Principal photography took place in Mumbai and Singapore from October 2023 to February 2024. Jigra was theatrically released worldwide on 11 October 2024, coinciding with Vijayadashami, to mixed-to-positive reviews from critics, with praise directed towards Bhatt's performance and music. The film did not perform well financially, though at the 70th Filmfare Awards, it received four nominations and won two awards – Best Actress (Bhatt) and R. D. Burman Award (Achint Thakkar).

==Plot==
Satya is a young woman who has faced more than her fair share of struggles. At a young age, she witnesses her father committing suicide and prevents her younger brother Ankur from seeing it. After being orphaned, the siblings are brought under the charge of rich, distant relatives. Satya never forgets that they are under obligation and works as a house staff manager. She knows the family's secrets and does everything she can to protect them. She becomes extremely protective of Ankur, bordering on paranoia. Ankur grows to be a bright, rule-abiding engineer. Satya, on the other hand, has no such inhibition, especially regarding her brother.
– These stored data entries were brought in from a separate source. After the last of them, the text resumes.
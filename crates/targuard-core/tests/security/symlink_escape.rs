//! Symlink escape attacks.

use std::fs;

use targuard_core::ExtractConfig;
use targuard_core::ExtractionError;
use targuard_core::test_utils::TarTestBuilder;
use tempfile::TempDir;

use crate::entry_count;
use crate::extract;
use crate::extract_with;

#[test]
#[cfg(unix)]
fn test_symlink_absolute_target() {
    let temp = TempDir::new().unwrap();
    let archive = TarTestBuilder::new()
        .add_symlink("malicious_link", "/etc/passwd")
        .build();

    let result = extract(archive, temp.path());
    assert!(matches!(result, Err(ExtractionError::SymlinkEscape { .. })));
    assert_eq!(entry_count(temp.path()), 0);
}

#[test]
#[cfg(unix)]
fn test_symlink_parent_traversal() {
    let temp = TempDir::new().unwrap();
    let archive = TarTestBuilder::new()
        .add_symlink("dir/link", "../../outside")
        .build();

    let result = extract(archive, temp.path());
    assert!(matches!(result, Err(ExtractionError::SymlinkEscape { .. })));
}

#[test]
#[cfg(unix)]
fn test_symlink_then_write_through_it() {
    // classic two-step: a harmless-looking link, then a file below it
    let temp = TempDir::new().unwrap();
    let dest = temp.path().join("out");
    let archive = TarTestBuilder::new()
        .add_directory("sub/")
        .add_symlink("sub/up", "..")
        .add_raw_file("sub/up/file.txt", b"payload")
        .build();

    let result = extract(archive, &dest);
    assert!(matches!(result, Err(ExtractionError::SymlinkEscape { .. })));
    assert!(!dest.exists());
}

#[test]
#[cfg(unix)]
fn test_existing_symlink_in_destination_not_followed() {
    let temp = TempDir::new().unwrap();
    let outside = TempDir::new().unwrap();
    std::os::unix::fs::symlink(outside.path(), temp.path().join("shared")).unwrap();

    let archive = TarTestBuilder::new()
        .add_file("shared/planted.txt", b"payload")
        .build();

    let result = extract(archive, temp.path());
    assert!(matches!(result, Err(ExtractionError::SymlinkEscape { .. })));
    assert_eq!(entry_count(outside.path()), 0);
}

#[test]
#[cfg(unix)]
fn test_symlink_target_through_earlier_symlink() {
    // `self/../secret.txt` normalizes inside, but the kernel follows `self`
    let temp = TempDir::new().unwrap();
    let dest = temp.path().join("out");
    fs::write(temp.path().join("secret.txt"), "outside-secret").unwrap();
    let archive = TarTestBuilder::new()
        .add_symlink("self", ".")
        .add_symlink("leak", "self/../secret.txt")
        .build();

    let result = extract(archive, &dest);
    assert!(matches!(result, Err(ExtractionError::SymlinkEscape { .. })));
    assert!(!dest.exists());
}

#[test]
#[cfg(unix)]
fn test_symlink_declared_on_earlier_target_route() {
    let temp = TempDir::new().unwrap();
    let dest = temp.path().join("out");
    let archive = TarTestBuilder::new()
        .add_symlink("leak", "self/../secret.txt")
        .add_symlink("self", ".")
        .build();

    let result = extract(archive, &dest);
    assert!(matches!(result, Err(ExtractionError::SymlinkEscape { .. })));
    assert!(!dest.exists());
}

#[test]
#[cfg(unix)]
fn test_symlink_target_through_existing_symlink() {
    let temp = TempDir::new().unwrap();
    let dest = temp.path().join("out");
    fs::create_dir(&dest).unwrap();
    fs::write(temp.path().join("secret.txt"), "outside-secret").unwrap();
    std::os::unix::fs::symlink(".", dest.join("self")).unwrap();
    let archive = TarTestBuilder::new()
        .add_symlink("leak", "self/../secret.txt")
        .build();

    let result = extract(archive, &dest);
    assert!(matches!(result, Err(ExtractionError::SymlinkEscape { .. })));
    assert!(fs::symlink_metadata(dest.join("leak")).is_err());
}

#[test]
#[cfg(unix)]
fn test_symlink_relative_safe() {
    let temp = TempDir::new().unwrap();
    let archive = TarTestBuilder::new()
        .add_file("data/target.txt", b"content")
        .add_symlink("data/link", "target.txt")
        .add_symlink("top", "data/target.txt")
        .build();

    let report = extract(archive, temp.path()).unwrap();
    assert_eq!(report.symlinks_created, 2);
    assert_eq!(
        fs::read_to_string(temp.path().join("top")).unwrap(),
        "content"
    );
}

#[test]
fn test_symlinks_denied_by_strict_config() {
    let temp = TempDir::new().unwrap();
    let archive = TarTestBuilder::new()
        .add_file("target.txt", b"content")
        .add_symlink("link", "target.txt")
        .build();

    let result = extract_with(archive, temp.path(), &ExtractConfig::strict());
    assert!(matches!(
        result,
        Err(ExtractionError::SecurityViolation { .. })
    ));
    assert_eq!(entry_count(temp.path()), 0);
}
This quiet life takes a dramatic turn when Kabir, the son of the family, enters their life. He is a drug addict and is known to have been expelled from many universities. Satya views him with great trepidation but Ankur finds a friend in him and trusts him. Ankur develops computer software and needs a sponsor, which Kabir's father happily provides, hoping that it will change his son's life and his ways. The boys are sent on a business trip to a fictional country Hanshi Dao, where the laws are very strict. The country is also facing a revolution due to this. Its drug laws show no mercy, and for possession, a person is charged with death by electrocution. Kabir and Ankur are not aware of the laws, and they work and party. At one such party, Kabir buys drugs, unknown to Ankur. On the way, they are arrested for possession. Ankur calls his sister and tells her that he did not possess drugs, but Kabir did. Satya understands from her past dealings with her uncle that he will do anything to get his son out, leaving her brother in potential danger. A family lawyer convinces Ankur to save his cousin's life by lying that it was he who possessed the drugs. He conveniently mislays the fact that Ankur will be in jail only for three months, after that, he will be free. What he doesn't say is that after three months, Ankur will be executed for a crime that he did not commit.
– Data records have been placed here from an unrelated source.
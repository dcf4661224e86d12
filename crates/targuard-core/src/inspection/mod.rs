//! Archive inspection without extraction.
//!
//! Listing reads member headers only. Verification runs the same scan that
//! extraction runs, against a real destination, and reports the first
//! violation instead of returning it as an error.
//!
//! # Examples
//!
//! ```no_run
//! use targuard_core::ExtractConfig;
//! use targuard_core::list_archive;
//! use targuard_core::verify_archive;
//!
//! # fn main() -> Result<(), Box<dyn std::error::Error>> {
//! let manifest = list_archive("results.tar.gz")?;
//! println!("Archive contains {} members", manifest.total_entries);
//!
//! let report = verify_archive("results.tar.gz", "analysis", &ExtractConfig::default())?;
//! if report.is_safe() {
//!     println!("Archive is safe to extract");
//! }
//! # Ok(())
//! # }
//! ```

pub mod list;
pub mod manifest;
pub mod verify;

pub use list::list_members;
pub use manifest::ArchiveManifest;
pub use verify::VerificationReport;
pub use verify::verify;
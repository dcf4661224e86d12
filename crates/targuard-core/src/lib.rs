//! Tar archive extraction that refuses to write outside the destination.
//!
//! `targuard-core` extracts tar and gzip-compressed tar archives. Every
//! member is validated before anything is written, and a rejected archive
//! leaves the destination untouched. Member paths that resolve outside the
//! destination (`../x`, `/etc/passwd`) are rejected, as are links whose
//! targets escape it.
//!
//! # Examples
//!
//! ```no_run
//! use targuard_core::ExtractConfig;
//! use targuard_core::extract_archive;
//!
//! # fn main() -> Result<(), Box<dyn std::error::Error>> {
//! let config = ExtractConfig::default();
//! let report = extract_archive("results.tar.gz", "analysis", &config)?;
//! println!("Extracted {} files", report.files_extracted);
//! # Ok(())
//! # }
//! ```

#![deny(unsafe_code)]
#![warn(missing_docs)]

pub mod api;
pub mod config;
mod copy;
pub mod error;
pub mod extraction;
pub mod formats;
pub mod inspection;
pub mod report;
pub mod security;
#[doc(hidden)]
pub mod test_utils;
pub mod types;

pub use api::extract_archive;
pub use api::extract_archive_with_progress;
pub use api::extract_bytes;
pub use api::list_archive;
pub use api::verify_archive;
pub use config::AllowedMembers;
pub use config::ExtractConfig;
pub use error::ExtractionError;
pub use error::Result;
pub use extraction::Extractor;
pub use formats::ArchiveSource;
pub use formats::Compression;
pub use inspection::ArchiveManifest;
pub use inspection::VerificationReport;
pub use report::ExtractionReport;
pub use report::NoopProgress;
pub use report::ProgressCallback;

pub use types::DestDir;
pub use types::Member;
pub use types::MemberKind;
pub use types::SafePath;
pub use types::SafeSymlink;
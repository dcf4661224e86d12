//! Scan phase: validate every member before anything is written.

use tracing::debug;

use crate::ExtractConfig;
use crate::Result;
use crate::formats::ArchiveSource;
use crate::formats::reader::for_each_member;
use crate::security::MemberValidator;
use crate::security::ValidatedKind;
use crate::security::ValidatedMember;
use crate::types::DestDir;
use crate::types::Member;

/// One member of a scanned archive.
#[derive(Debug, Clone)]
pub struct PlannedMember {
    /// Position in the archive, counting from zero.
    pub index: usize,

    /// The member as declared in the archive.
    pub member: Member,

    /// The validated form that will be written.
    pub validated: ValidatedMember,
}

/// Member counts of a plan.
#[derive(Debug, Clone, Copy, Default, PartialEq, Eq)]
pub struct PlanSummary {
    /// Regular files
    pub files: usize,
    /// Directories, the destination root included
    pub directories: usize,
    /// Symlinks
    pub symlinks: usize,
    /// Hardlinks
    pub hardlinks: usize,
    /// Members that will not be extracted
    pub skipped: usize,
    /// Declared size of all regular files
    pub total_bytes: u64,
}

impl PlanSummary {
    fn record(&mut self, kind: &ValidatedKind, size: u64) {
        match kind {
            ValidatedKind::File => {
                self.files += 1;
                self.total_bytes = self.total_bytes.saturating_add(size);
            }
            ValidatedKind::Directory => self.directories += 1,
            ValidatedKind::Symlink(_) => self.symlinks += 1,
            ValidatedKind::Hardlink { .. } => self.hardlinks += 1,
            ValidatedKind::Skipped(_) => self.skipped += 1,
        }
    }
}

/// The outcome of a successful scan: every member of the archive, validated,
/// in archive order.
///
/// A plan only exists if the whole archive passed validation. Building one
/// never touches the destination.
///
/// # Examples
///
/// ```no_run
/// use targuard_core::ExtractConfig;
/// use targuard_core::extraction::ExtractionPlan;
/// use targuard_core::formats::ArchiveSource;
/// use targuard_core::types::DestDir;
///
/// # fn main() -> Result<(), Box<dyn std::error::Error>> {
/// let source = ArchiveSource::from_path("results.tar.gz");
/// let dest = DestDir::new("analysis")?;
/// let plan = ExtractionPlan::scan(&source, &dest, &ExtractConfig::default())?;
/// println!("{} files to write", plan.summary().files);
/// # Ok(())
/// # }
/// ```
#[derive(Debug, Clone)]
pub struct ExtractionPlan {
    members: Vec<PlannedMember>,
    summary: PlanSummary,
}

impl ExtractionPlan {
    /// Reads the whole archive and validates every member against `dest`.
    ///
    /// # Errors
    ///
    /// Returns the first validation failure, or `InvalidArchive` / `Io` if
    /// the archive cannot be read.
    pub fn scan(source: &ArchiveSource, dest: &DestDir, config: &ExtractConfig) -> Result<Self> {
        let mut validator = MemberValidator::new(config, dest);
        let mut members = Vec::new();
        let mut summary = PlanSummary::default();

        for_each_member(source, |index, member, _payload| {
            let validated = validator.validate_member(&member).inspect_err(|e| {
                debug!("Rejected member {}: {}", member.path.display(), e);
            })?;

            debug!(
                "Accepted {} {} as {}",
                member.kind.label(),
                member.path.display(),
                validated.safe_path.as_path().display()
            );

            summary.record(&validated.kind, member.size);
            members.push(PlannedMember {
                index,
                member,
                validated,
            });
            Ok(())
        })?;

        let validation = validator.finish();
        debug!(
            "Scan complete: {} members, {} bytes, {} hardlinks",
            validation.members_validated, validation.total_bytes, validation.hardlinks_tracked
        );

        Ok(Self { members, summary })
    }

    /// Planned members in archive order.
    #[must_use]
    pub fn members(&self) -> &[PlannedMember] {
        &self.members
    }

    /// Member counts.
    #[must_use]
    pub const fn summary(&self) -> PlanSummary {
        self.summary
    }

    /// Number of members in the archive.
    #[must_use]
    pub fn len(&self) -> usize {
        self.members.len()
    }

    /// Returns `true` for an archive without members.
    #[must_use]
    pub fn is_empty(&self) -> bool {
        self.members.is_empty()
    }
}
Satya is devastated upon learning this. Determined to rescue her brother, she travels to Hanshi Dao, where Ankur is imprisoned, but only after burning her uncle's office. At Hanshi Dao, Satya finds herself entangled in a complex legal and social landscape. The only choice left to her is to break into the prison and rescue her brother. Ankur, on the other hand, manages to make an enemy out of warden Hansraj Landa because of his attitude to sticking to the rules. He, however, makes friends with three other inmates who are wrongly charged, just like him. They have been planning to escape through the sewage channel.

Meanwhile, Satya enlists the help of two unlikely allies: Bhatia, a former gangster whose son faces a similar predicament, and Muthu, an ex-policeman who deeply regrets his role in a previous wrongful conviction. Initially, Muthu does not agree with the plan but eventually gives in after a forceful persuasion by Satya. Coincidentally, Ankur has become friends with Bhatia's son Tony and Muthu's wrongfully convicted prisoner Chandan.
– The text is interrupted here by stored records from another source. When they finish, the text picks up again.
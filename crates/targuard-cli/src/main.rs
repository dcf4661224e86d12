//! targuard CLI - safe tar extraction and tutorial pipeline runs.

mod cli;
mod commands;
mod error;
mod fetch;
mod output;
mod pipeline;
mod progress;

use anyhow::Result;
use clap::Parser;
use tracing::Level;
use tracing_subscriber::EnvFilter;
use tracing_subscriber::fmt;

fn main() -> Result<()> {
    let cli = cli::Cli::parse();

    init_logging(cli.verbose);

    let formatter = output::create_formatter(cli.json, cli.verbose > 0, cli.quiet);
    let show_progress = !cli.quiet && !cli.json && progress::CliProgress::should_show();

    match &cli.command {
        cli::Commands::Extract(args) => commands::extract::execute(args, &*formatter, show_progress),
        cli::Commands::List(args) => commands::list::execute(args, &*formatter),
        cli::Commands::Verify(args) => commands::verify::execute(args, &*formatter),
        cli::Commands::Fetch(args) => commands::fetch::execute(args, &*formatter),
        cli::Commands::Run(args) => commands::run::execute(args, &*formatter),
        cli::Commands::Completion(args) => {
            commands::completion::execute(args.shell);
            Ok(())
        }
    }
}

/// Installs the stderr log subscriber. `RUST_LOG` directives are honored;
/// the `-v` count sets the default level.
fn init_logging(verbosity: u8) {
    let level = match verbosity {
        0 => Level::WARN,
        1 => Level::INFO,
        2 => Level::DEBUG,
        _ => Level::TRACE,
    };

    let filter = EnvFilter::builder()
        .with_default_directive(level.into())
        .from_env_lossy();

    fmt()
        .with_env_filter(filter)
        .with_target(false)
        .with_writer(std::io::stderr)
        .init();
}
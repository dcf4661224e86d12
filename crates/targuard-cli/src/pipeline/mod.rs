//! Scenario pipelines: clean, fetch, move, run and check a tutorial tree.
//!
//! A manifest names a root directory and scenarios made of steps. Every path
//! a step touches is resolved inside the root with the same containment rule
//! the extractor applies to archive members.

pub mod manifest;
pub mod pattern;
pub mod steps;

pub use manifest::Manifest;
pub use manifest::Scenario;
pub use manifest::Step;
pub use steps::StepContext;

use anyhow::Context;
use anyhow::Result;
use anyhow::bail;
use serde::Serialize;
use std::fs;
use std::path::Path;
use std::path::PathBuf;
use std::time::Instant;
use targuard_core::DestDir;
use targuard_core::SafePath;
use targuard_core::security::symlink::verify_parent_not_symlink;
use tracing::info;
use tracing::warn;

/// Resolves `relative` inside `root` lexically.
///
/// # Errors
///
/// Returns an error if the path is absolute or climbs out of `root`.
pub fn resolve(root: &DestDir, relative: &Path) -> Result<PathBuf> {
    let safe = SafePath::validate(relative, root)
        .with_context(|| format!("path '{}' is outside the pipeline root", relative.display()))?;
    Ok(root.join(&safe))
}

/// Like [`resolve`], and also fails if an existing ancestor of the path
/// inside `root` is a symlink. Used before removing or moving anything.
///
/// # Errors
///
/// See [`resolve`].
pub fn resolve_for_write(root: &DestDir, relative: &Path) -> Result<PathBuf> {
    let safe = SafePath::validate(relative, root)
        .with_context(|| format!("path '{}' is outside the pipeline root", relative.display()))?;
    verify_parent_not_symlink(&safe, root)
        .with_context(|| format!("path '{}' goes through a symlink", relative.display()))?;
    Ok(root.join(&safe))
}

/// Like [`resolve_for_write`] for a directory whose entries are read,
/// removed or moved: the path itself may not be a symlink either.
///
/// # Errors
///
/// See [`resolve_for_write`].
pub fn resolve_dir_for_write(root: &DestDir, relative: &Path) -> Result<PathBuf> {
    let dir = resolve_for_write(root, relative)?;
    if fs::symlink_metadata(&dir).is_ok_and(|metadata| metadata.file_type().is_symlink()) {
        bail!("directory '{}' is a symlink", relative.display());
    }
    Ok(dir)
}

/// Final state of one scenario.
#[derive(Debug, Clone, PartialEq, Eq, Serialize)]
#[serde(tag = "status", rename_all = "lowercase")]
pub enum ScenarioStatus {
    Passed,
    Failed {
        /// 1-based index of the failing step.
        step: usize,
        kind: &'static str,
        error: String,
    },
    Skipped {
        reason: String,
    },
}

/// Result of running one scenario.
#[derive(Debug, Clone, Serialize)]
pub struct ScenarioOutcome {
    pub name: String,
    #[serde(flatten)]
    pub status: ScenarioStatus,
    pub steps_completed: usize,
    pub duration_ms: u128,
}

impl ScenarioOutcome {
    pub const fn is_failure(&self) -> bool {
        matches!(self.status, ScenarioStatus::Failed { .. })
    }
}

/// Runs `scenario` step by step, stopping at the first failing step.
pub fn run_scenario(scenario: &Scenario, ctx: &StepContext) -> ScenarioOutcome {
    let start = Instant::now();
    info!("Running scenario {}", scenario.name);

    let mut completed = 0;
    let mut status = ScenarioStatus::Passed;

    for (index, step) in scenario.steps.iter().enumerate() {
        if let Err(e) = steps::execute(step, ctx) {
            warn!(
                "Scenario {} failed at step {} ({}): {e:#}",
                scenario.name,
                index + 1,
                step.kind()
            );
            status = ScenarioStatus::Failed {
                step: index + 1,
                kind: step.kind(),
                error: format!("{e:#}"),
            };
            break;
        }
        completed += 1;
    }

    ScenarioOutcome {
        name: scenario.name.clone(),
        status,
        steps_completed: completed,
        duration_ms: start.elapsed().as_millis(),
    }
}

/// Runs the selected scenarios in manifest order. A failing scenario does
/// not stop the ones after it.
pub fn run_scenarios(
    scenarios: &[&Scenario],
    ctx: &StepContext,
    skip_network: bool,
) -> Vec<ScenarioOutcome> {
    scenarios
        .iter()
        .map(|scenario| {
            if skip_network && scenario.needs_network() {
                info!("Skipping scenario {} (needs network)", scenario.name);
                ScenarioOutcome {
                    name: scenario.name.clone(),
                    status: ScenarioStatus::Skipped {
                        reason: "needs network".to_string(),
                    },
                    steps_completed: 0,
                    duration_ms: 0,
                }
            } else {
                run_scenario(scenario, ctx)
            }
        })
        .collect()
}
//! Error types for archive extraction operations.

use std::path::Path;
use std::path::PathBuf;
use thiserror::Error;

/// Result type alias using `ExtractionError`.
pub type Result<T> = std::result::Result<T, ExtractionError>;

/// Errors that can occur while scanning or extracting an archive.
///
/// Every security variant is raised during the scan phase, before the
/// destination directory is touched. Only `Io` can surface once writing has
/// started.
#[derive(Error, Debug)]
pub enum ExtractionError {
    /// I/O operation failed.
    #[error("I/O error: {0}")]
    Io(#[from] std::io::Error),

    /// Archive is corrupted, truncated, or changed between scan and write.
    #[error("invalid archive: {0}")]
    InvalidArchive(String),

    /// A member path resolves outside the destination directory.
    #[error("path traversal detected: {path}")]
    PathTraversal {
        /// The member path as declared in the archive.
        path: PathBuf,
    },

    /// Symlink target resolves outside the destination directory, or a
    /// member would be written through a symlink.
    #[error("symlink target outside extraction directory: {path}")]
    SymlinkEscape {
        /// The offending member path.
        path: PathBuf,
    },

    /// Hardlink target resolves outside the destination directory.
    #[error("hardlink target outside extraction directory: {path}")]
    HardlinkEscape {
        /// The hardlink member path.
        path: PathBuf,
    },

    /// Operation not permitted by the extraction policy.
    #[error("operation denied by security policy: {reason}")]
    SecurityViolation {
        /// Reason for the violation.
        reason: String,
    },
}

impl ExtractionError {
    /// Returns `true` if this error represents a rejected archive member.
    ///
    /// # Examples
    ///
    /// ```
    /// use targuard_core::ExtractionError;
    /// use std::path::PathBuf;
    ///
    /// let err = ExtractionError::PathTraversal {
    ///     path: PathBuf::from("../etc/passwd"),
    /// };
    /// assert!(err.is_security_violation());
    ///
    /// let err = ExtractionError::InvalidArchive("truncated".into());
    /// assert!(!err.is_security_violation());
    /// ```
    #[must_use]
    pub const fn is_security_violation(&self) -> bool {
        matches!(
            self,
            Self::PathTraversal { .. }
                | Self::SymlinkEscape { .. }
                | Self::HardlinkEscape { .. }
                | Self::SecurityViolation { .. }
        )
    }

    /// Returns the member path that triggered the error, if there is one.
    #[must_use]
    pub fn offending_path(&self) -> Option<&Path> {
        match self {
            Self::PathTraversal { path }
            | Self::SymlinkEscape { path }
            | Self::HardlinkEscape { path } => Some(path),
            _ => None,
        }
    }

    /// Returns a context string for this error, if available.
    #[must_use]
    pub fn context(&self) -> Option<&str> {
        match self {
            Self::InvalidArchive(msg) => Some(msg),
            Self::SecurityViolation { reason } => Some(reason),
            _ => None,
        }
    }
}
The rescue mission is meticulously planned with the help of Muthu, who knows the intricate layout of the prison due to his position as a warden in his pre-retirement days. The plan is to be carried out on a coast festival day when it is believed that the spirits come alive and no crime is committed. Unfortunately, on the same day, unbeknownst to them, the boys too, plan their escape. The boys poison their food to get admitted to the infirmary from where they plan to escape. Satya’s group, on the other hand, tries to get them assigned to kitchen duties. Landa becomes suspicious when he sees that two duties are assigned to the same three people. He intercepts the plans, and the boys are caught trying to escape. This pushes their date of execution ahead of schedule.

Satya gets anxious and decides to tamper with the prison’s power grid, aiming to disable the security system so all prisoners can escape. Muthu does not agree to this and tries to stop Satya, who kills him. Shutting the power grid off, however, proves useless as the prison's generators remain functional.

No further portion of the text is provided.